The effect of alkylthio substituents on the photovoltaic properties of conjugated polymers

Alkylthio groups are effectively utilized in molecule design to improve the performance of polymer solar cells (PSCs). In this study, two conjugated polymers, P1 and P2, were designed and synthesized with alkyl and alkylthio side chains substituted on thiophene as π bridges, respectively. Owing to the twist of the backbone induced by the steric hindrance of the hexyl side chains, polymer P1 shows a low power conversion efficiency (PCE) of 2.83% in PSC devices with PC71BM as acceptor and a low hole mobility of 1.85 × 10−5 cm2 V−1 s−1 in the blend film. In contrast to the steric hindrance of the alkyl side chain, the alkylthio side chain can form S⋯S non-covalent interaction with an adjacent thiophene to maintain the molecular planarity and strengthen intermolecular interaction, which is designed in polymer P2 to improve the photovoltaic performance.
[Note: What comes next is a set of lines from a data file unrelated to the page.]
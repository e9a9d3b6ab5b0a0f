//! Candle-based causal LM
//!
//! A Qwen2 model loaded from a local directory holding `config.json`,
//! safetensors weights, `tokenizer.json` and optionally
//! `generation_config.json`.

use crate::generation::{CausalLm, GenerationConfig, LocalGenerator, Tokenizer};
use anyhow::{Context, Result};
use candle_core::{DType, Device, Tensor};
use candle_nn::VarBuilder;
use candle_transformers::models::qwen2::{Config as Qwen2Config, ModelForCausalLM as Qwen2Model};
use serde::{Deserialize, Serialize};
use std::fs;
use std::path::{Path, PathBuf};
use std::sync::Arc;

/// Qwen2 end-of-text id, used when no config names one
const QWEN2_EOS_TOKEN_ID: u32 = 151643;

/// Device preference for model placement
#[derive(Debug, Clone, Copy, PartialEq, Eq, Serialize, Deserialize, Default)]
#[serde(rename_all = "lowercase")]
pub enum DevicePreference {
    Cuda,
    Metal,
    Cpu,
    #[default]
    Auto,
}

impl std::str::FromStr for DevicePreference {
    type Err = anyhow::Error;

    fn from_str(s: &str) -> Result<Self> {
        match s.to_lowercase().as_str() {
            "cuda" | "gpu" => Ok(Self::Cuda),
            "metal" => Ok(Self::Metal),
            "cpu" => Ok(Self::Cpu),
            "auto" => Ok(Self::Auto),
            _ => Err(anyhow::anyhow!(
                "Invalid device preference: {}. Valid options: cuda, metal, cpu, auto",
                s
            )),
        }
    }
}

/// Select a device, falling back to CPU when the preferred one is unavailable
pub fn select_device(preference: DevicePreference) -> Result<Device> {
    match preference {
        DevicePreference::Cuda => {
            #[cfg(feature = "cuda")]
            {
                match Device::new_cuda(0) {
                    Ok(device) => return Ok(device),
                    Err(e) => tracing::warn!("CUDA initialization failed: {}, falling back to CPU", e),
                }
            }
            #[cfg(not(feature = "cuda"))]
            tracing::warn!("CUDA requested but not compiled with 'cuda' feature, falling back to CPU");
            Ok(Device::Cpu)
        }
        DevicePreference::Metal => {
            #[cfg(feature = "metal")]
            {
                match Device::new_metal(0) {
                    Ok(device) => return Ok(device),
                    Err(e) => tracing::warn!("Metal initialization failed: {}, falling back to CPU", e),
                }
            }
            #[cfg(not(feature = "metal"))]
            tracing::warn!("Metal requested but not compiled with 'metal' feature, falling back to CPU");
            Ok(Device::Cpu)
        }
        DevicePreference::Cpu => Ok(Device::Cpu),
        DevicePreference::Auto => {
            #[cfg(feature = "cuda")]
            {
                if let Ok(device) = Device::new_cuda(0) {
                    return Ok(device);
                }
            }
            #[cfg(feature = "metal")]
            {
                if let Ok(device) = Device::new_metal(0) {
                    return Ok(device);
                }
            }
            Ok(Device::Cpu)
        }
    }
}

/// Parse a dtype name ("f32", "f16", "bf16")
pub fn parse_dtype(dtype: &str) -> Result<DType> {
    match dtype {
        "f32" => Ok(DType::F32),
        "f16" => Ok(DType::F16),
        "bf16" => Ok(DType::BF16),
        other => anyhow::bail!("Unsupported dtype: {}. Supported: f32, f16, bf16", other),
    }
}

/// Qwen2 causal LM with a KV cache
pub struct Qwen2CausalLm {
    model: Qwen2Model,
    device: Device,
    generation_config: GenerationConfig,
}

impl Qwen2CausalLm {
    /// Load config, weights and generation defaults from `model_dir`
    pub fn load(model_dir: &Path, device: &Device, dtype: DType) -> Result<Self> {
        tracing::info!("Loading Qwen2 model from {:?} on {:?}", model_dir, device);

        let config_path = model_dir.join("config.json");
        let config_str = fs::read_to_string(&config_path)
            .with_context(|| format!("Failed to read model config {:?}", config_path))?;
        let qwen_config: Qwen2Config =
            serde_json::from_str(&config_str).context("Failed to parse Qwen2 config")?;

        tracing::info!(
            "Qwen2: vocab={}, hidden={}, layers={}",
            qwen_config.vocab_size,
            qwen_config.hidden_size,
            qwen_config.num_hidden_layers
        );

        let weights = safetensors_files(model_dir)?;
        let vb = unsafe {
            VarBuilder::from_mmaped_safetensors(&weights, dtype, device)
                .context("Failed to load model weights")?
        };
        let model = Qwen2Model::new(&qwen_config, vb).context("Failed to create Qwen2 model")?;

        let generation_config = load_generation_config(model_dir, &config_str)?;
        tracing::info!("Qwen2 eos ids: {:?}", generation_config.eos_token_id);

        Ok(Self {
            model,
            device: device.clone(),
            generation_config,
        })
    }
}

impl CausalLm for Qwen2CausalLm {
    fn forward(&mut self, input_ids: &[u32], past_len: usize) -> Result<Vec<f32>> {
        let input = Tensor::new(input_ids, &self.device)?.unsqueeze(0)?;
        let logits = self.model.forward(&input, past_len)?;

        // (1, 1, vocab) for the last position
        let logits = logits.squeeze(0)?;
        let logits = if logits.rank() > 1 {
            logits.get(logits.dim(0)? - 1)?
        } else {
            logits
        };
        Ok(logits.to_dtype(DType::F32)?.to_vec1::<f32>()?)
    }

    fn reset(&mut self) {
        self.model.clear_kv_cache();
    }

    fn generation_config(&self) -> &GenerationConfig {
        &self.generation_config
    }
}

/// HuggingFace `tokenizer.json` tokenizer
pub struct HfTokenizer {
    inner: tokenizers::Tokenizer,
}

impl HfTokenizer {
    pub fn from_file(path: &Path) -> Result<Self> {
        let inner = tokenizers::Tokenizer::from_file(path)
            .map_err(anyhow::Error::msg)
            .with_context(|| format!("Failed to load tokenizer {:?}", path))?;
        Ok(Self { inner })
    }
}

impl Tokenizer for HfTokenizer {
    fn encode(&self, text: &str) -> Result<Vec<u32>> {
        let encoding = self.inner.encode(text, false).map_err(anyhow::Error::msg)?;
        Ok(encoding.get_ids().to_vec())
    }

    fn decode(&self, token_ids: &[u32]) -> Result<String> {
        self.inner.decode(token_ids, true).map_err(anyhow::Error::msg)
    }
}

/// Load a [`LocalGenerator`] over a Qwen2 model directory
///
/// `generation` replaces the model's defaults; when it names no eos ids the
/// model's own are kept.
pub fn load_local_generator(
    model_dir: &Path,
    device: DevicePreference,
    dtype: &str,
    generation: Option<GenerationConfig>,
) -> Result<LocalGenerator> {
    let device = select_device(device)?;
    let model = Qwen2CausalLm::load(model_dir, &device, parse_dtype(dtype)?)?;
    let tokenizer = HfTokenizer::from_file(&model_dir.join("tokenizer.json"))?;

    let generation = generation.map(|mut config| {
        if config.eos_token_id.is_empty() {
            config.eos_token_id = model.generation_config().eos_token_id.clone();
        }
        config
    });

    let generator = LocalGenerator::new(
        Box::new(model),
        Arc::new(tokenizer),
        model_dir.display().to_string(),
    );
    Ok(match generation {
        Some(config) => generator.with_generation_config(config),
        None => generator,
    })
}

fn safetensors_files(model_dir: &Path) -> Result<Vec<PathBuf>> {
    let mut files: Vec<PathBuf> = fs::read_dir(model_dir)
        .with_context(|| format!("Failed to read model directory {:?}", model_dir))?
        .filter_map(|entry| entry.ok().map(|e| e.path()))
        .filter(|path| path.extension().map_or(false, |ext| ext == "safetensors"))
        .collect();
    files.sort();

    if files.is_empty() {
        anyhow::bail!("No .safetensors weights found in {:?}", model_dir);
    }
    Ok(files)
}

/// Generation defaults from `generation_config.json`, eos ids falling back to `config.json`
fn load_generation_config(model_dir: &Path, model_config: &str) -> Result<GenerationConfig> {
    let path = model_dir.join("generation_config.json");
    let mut config = if path.exists() {
        let json = fs::read_to_string(&path)
            .with_context(|| format!("Failed to read {:?}", path))?;
        serde_json::from_str(&json).with_context(|| format!("Failed to parse {:?}", path))?
    } else {
        GenerationConfig::default()
    };

    if config.eos_token_id.is_empty() {
        let fallback: GenerationConfig = serde_json::from_str(model_config).unwrap_or_default();
        config.eos_token_id = if fallback.eos_token_id.is_empty() {
            vec![QWEN2_EOS_TOKEN_ID]
        } else {
            fallback.eos_token_id
        };
    }
    Ok(config)
}

#[cfg(test)]
mod tests {
    use super::*;
    use tempfile::tempdir;

    #[test]
    fn test_device_preference_parse() {
        assert_eq!("gpu".parse::<DevicePreference>().unwrap(), DevicePreference::Cuda);
        assert_eq!("CPU".parse::<DevicePreference>().unwrap(), DevicePreference::Cpu);
        assert!("tpu".parse::<DevicePreference>().is_err());
    }

    #[test]
    fn test_cpu_device() {
        assert!(matches!(select_device(DevicePreference::Cpu).unwrap(), Device::Cpu));
    }

    #[test]
    fn test_generation_config_eos_fallback() {
        let dir = tempdir().unwrap();
        let config = load_generation_config(dir.path(), r#"{"eos_token_id": 151645}"#).unwrap();
        assert_eq!(config.eos_token_id, vec![151645]);

        fs::write(
            dir.path().join("generation_config.json"),
            r#"{"do_sample": true, "eos_token_id": [151645, 151643], "top_p": 0.8}"#,
        )
        .unwrap();
        let config = load_generation_config(dir.path(), "{}").unwrap();
        assert_eq!(config.eos_token_id, vec![151645, 151643]);
        assert_eq!(config.top_p, Some(0.8));
    }
}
As a result, the P2-based devices exhibit a higher PCE of 6.15% with an open-circuit voltage (VOC) of 0.71 V, a short-circuit current (JSC) of 14.55 mA cm−2 and a fill factor (FF) of 59.5%. The hole mobility is also increased to 2.20 × 10−4 cm2 V−1 s−1. Our results demonstrate that introducing S⋯S non-covalent interaction into conjugated polymers could be a useful strategy for building high performance photovoltaic materials.